Stored data entries

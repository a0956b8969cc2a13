use mc_utils::error::FileIOError;

use thiserror::Error;

use crate::metric::MetricKind;

#[derive(Debug, Error)]
pub enum Error {
	#[error("invalid metric type <type='{0}'>")]
	InvalidMetricType(String),
	#[error("invalid value for {kind} metric <value='{value}'>")]
	InvalidValue { kind: MetricKind, value: String },
	#[error("metric not found <type='{kind}', name='{name}'>")]
	NotFound { kind: MetricKind, name: String },
	#[error("malformed batch item <id='{id}'>: {reason}")]
	MalformedItem { id: String, reason: &'static str },
	#[error("store used before it was opened")]
	NotOpened,

	#[error("database unreachable after {attempts} attempts: {source}")]
	Connection {
		attempts: usize,
		#[source]
		source: sqlx::Error,
	},
	#[error("database error: {0}")]
	Database(#[from] sqlx::Error),
	#[error("failed to upsert {kind} metric <name='{name}'>: {source}")]
	Row {
		kind: MetricKind,
		name: String,
		#[source]
		source: sqlx::Error,
	},
	#[error("batch update rolled back, {} rows failed: {}", .errors.len(), join_errors(.errors))]
	Batch { errors: Vec<Error> },

	#[error(transparent)]
	FileIO(#[from] FileIOError),
	#[error("snapshot (de)serialization failed: {0}")]
	Serialization(#[from] serde_json::Error),
}

impl Error {
	/// Errors caused by what the caller sent, as opposed to failures of the store itself
	pub fn is_client_error(&self) -> bool {
		matches!(
			self,
			Self::InvalidMetricType(_) | Self::InvalidValue { .. } | Self::MalformedItem { .. }
		)
	}
}

fn join_errors(errors: &[Error]) -> String {
	errors
		.iter()
		.map(ToString::to_string)
		.collect::<Vec<_>>()
		.join("; ")
}

#[cfg(test)]
mod tests {
	use super::*;

	#[test]
	fn batch_error_reports_every_row() {
		let err = Error::Batch {
			errors: vec![
				Error::InvalidValue {
					kind: MetricKind::Counter,
					value: "abc".to_string(),
				},
				Error::NotOpened,
			],
		};

		assert_eq!(
			err.to_string(),
			"batch update rolled back, 2 rows failed: invalid value for counter metric \
			<value='abc'>; store used before it was opened"
		);
	}

	#[test]
	fn client_errors() {
		assert!(Error::InvalidMetricType("histogram".to_string()).is_client_error());
		assert!(!Error::NotFound {
			kind: MetricKind::Gauge,
			name: "temp".to_string()
		}
		.is_client_error());
		assert!(!Error::NotOpened.is_client_error());
	}
}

== Exercise brief ==
Reproduce all of the data. Leave every line unchanged.

== Task response ==
repository a0956b8969cc2a13
use mc_utils::error::FileIOError;

use thiserror::Error;

use crate::metric::MetricKind;

#[derive(Debug, Error)]
pub enum Error {
	#[error("invalid metric type <type='{0}'>")]
	InvalidMetricType(String),
	#[error("invalid value for {kind} metric <value='{value}'>")]
	InvalidValue { kind: MetricKind, value: String },
	#[error("metric not found <type='{kind}', name='{name}'>")]
	NotFound { kind: MetricKind, name: String },
	#[error("malformed batch item <id='{id}'>: {reason}")]
	MalformedItem { id: String, reason: &'static str },
	#[error("store used before it was opened")]
	NotOpened,

	#[error("database unreachable after {attempts} attempts: {source}")]
	Connection {
		attempts: usize,
		#[source]
		source: sqlx::Error,
	},
	#[error("database error: {0}")]
	Database(#[from] sqlx::Error),
	#[error("failed to upsert {kind} metric <name='{name}'>: {source}")]
	Row {
		kind: MetricKind,
		name: String,
		#[source]
		source: sqlx::Error,
	},
	#[error("batch update rolled back, {} rows failed: {}", .errors.len(), join_errors(.errors))]
	Batch { errors: Vec<Error> },

	#[error(transparent)]
	FileIO(#[from] FileIOError),
	#[error("snapshot (de)serialization failed: {0}")]
	Serialization(#[from] serde_json::Error),
}

impl Error {
	/// Errors caused by what the caller sent, as opposed to failures of the store itself
	pub fn is_client_error(&self) -> bool {
		matches!(
			self,
			Self::InvalidMetricType(_) | Self::InvalidValue { .. } | Self::MalformedItem { .. }
		)
	}
}

fn join_errors(errors: &[Error]) -> String {
	errors
		.iter()
		.map(ToString::to_string)
		.collect::<Vec<_>>()
		.join("; ")
}

#[cfg(test)]
mod tests {
	use super::*;

	#[test]
	fn batch_error_reports_every_row() {
		let err = Error::Batch {
			errors: vec![
				Error::InvalidValue {
					kind: MetricKind::Counter,
					value: "abc".to_string(),
				},
				Error::NotOpened,
			],
		};

		assert_eq!(
			err.to_string(),
			"batch update rolled back, 2 rows failed: invalid value for counter metric \
			<value='abc'>; store used before it was opened"
		);
	}

	#[test]
	fn client_errors() {
		assert!(Error::InvalidMetricType("histogram".to_string()).is_client_error());
		assert!(!Error::NotFound {
			kind: MetricKind::Gauge,
			name: "temp".to_string()
		}
		.is_client_error());
		assert!(!Error::NotOpened.is_client_error());
	}
}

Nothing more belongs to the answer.